**How to complete this task**
The lines needed are those below that contain the word "reopened"; copy each one.

Stored data
>>>>
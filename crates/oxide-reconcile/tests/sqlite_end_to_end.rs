//! End-to-end reconciliation against a file-backed SQLite database.

use oxide_reconcile::prelude::*;
use tempfile::TempDir;

async fn open(dir: &TempDir) -> Reconciler<SqliteConnection> {
    let url = format!("sqlite:{}", dir.path().join("app.db").display());
    let conn = SqliteConnection::connect(&url).await.unwrap();
    Reconciler::new(conn).unwrap()
}

fn orders(note: LogicalType) -> TableDefinition {
    TableDefinition::new(
        "orders",
        vec![
            ColumnDefinition::new("id", LogicalType::Integer).not_null(),
            ColumnDefinition::new("amt", LogicalType::Float),
            ColumnDefinition::new("note", note),
        ],
        vec!["id".to_string()],
    )
    .unwrap()
}

#[tokio::test]
async fn orders_create_then_alter() {
    let dir = tempfile::tempdir().unwrap();
    let r = open(&dir).await;

    let first = r.reconcile(&orders(LogicalType::String)).await.unwrap();
    assert_eq!(first.plan.labels(), vec!["CreateTable(ORDERS)"]);

    let again = r.plan(&orders(LogicalType::String)).await.unwrap();
    assert!(again.is_empty(), "{:?}", again.labels());

    let changed = r.plan(&orders(LogicalType::Integer)).await.unwrap();
    assert_eq!(changed.labels(), vec!["AlterColumnType(NOTE)"]);

    // SQLite cannot change a column type in place; nothing is executed.
    let err = r.reconcile(&orders(LogicalType::Integer)).await.unwrap_err();
    assert!(matches!(err, ReconcileError::UnsupportedOperation { .. }));
    let live = r
        .inspect(&QualifiedName::new(None, "ORDERS"))
        .await
        .unwrap()
        .unwrap();
    assert_eq!(
        live.column("NOTE").unwrap().observed_type,
        ObservedType::Known(LogicalType::String)
    );
}

#[tokio::test]
async fn state_survives_reopening() {
    let dir = tempfile::tempdir().unwrap();
    open(&dir)
        .await
        .reconcile(&orders(LogicalType::String))
        .await
        .unwrap();

    let reopened = open(&dir).await;
    let live = reopened
        .inspect(&QualifiedName::parse("orders").unwrap())
        .await
        .unwrap()
        .unwrap();
    assert_eq!(live.primary_key, vec!["ID"]);
    assert_eq!(live.columns.len(), 3);
    assert!(reopened
        .reconcile(&orders(LogicalType::String))
        .await
        .unwrap()
        .is_noop());
}

#[tokio::test]
async fn script_rename_and_evolve() {
    let dir = tempfile::tempdir().unwrap();
    let r = open(&dir).await;

    let v1 = parse_definition(
        "customers",
        "id int\nname str(80) not null index\nemail str(120)\nprimary key(id)",
    )
    .unwrap();
    r.reconcile(&v1).await.unwrap();

    let v2 = parse_definition(
        "clients",
        "id int\nname str(80) not null index\nmail str(120) former email\nscore float\nprimary key(id)",
    )
    .unwrap()
    .with_former_names(["customers"])
    .unwrap();

    let report = r.reconcile(&v2).await.unwrap();
    assert_eq!(
        report.plan.labels(),
        vec![
            "RenameTable(CUSTOMERS)",
            "RenameColumn(EMAIL)",
            "AddColumn(SCORE)",
        ]
    );
    assert!(r.reconcile(&v2).await.unwrap().is_noop());
    assert!(r
        .inspect(&QualifiedName::new(None, "CUSTOMERS"))
        .await
        .unwrap()
        .is_none());
}

#[tokio::test]
async fn dropped_column_and_index() {
    let dir = tempfile::tempdir().unwrap();
    let r = open(&dir).await;

    let v1 = parse_definition("events", "id int\nkind str(20) index\npayload bytea\nprimary key(id)")
        .unwrap();
    r.reconcile(&v1).await.unwrap();

    let v2 = parse_definition("events", "id int\nkind str(20)\nprimary key(id)").unwrap();
    let report = r.reconcile(&v2).await.unwrap();
    assert_eq!(
        report.plan.labels(),
        vec!["DropIndex(IDX_EVENTS_KIND)", "DropColumn(PAYLOAD)"]
    );
    assert!(r.reconcile(&v2).await.unwrap().is_noop());
}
<<<<
**Solved exercise**
    let reopened = open(&dir).await;
    let live = reopened
    assert!(reopened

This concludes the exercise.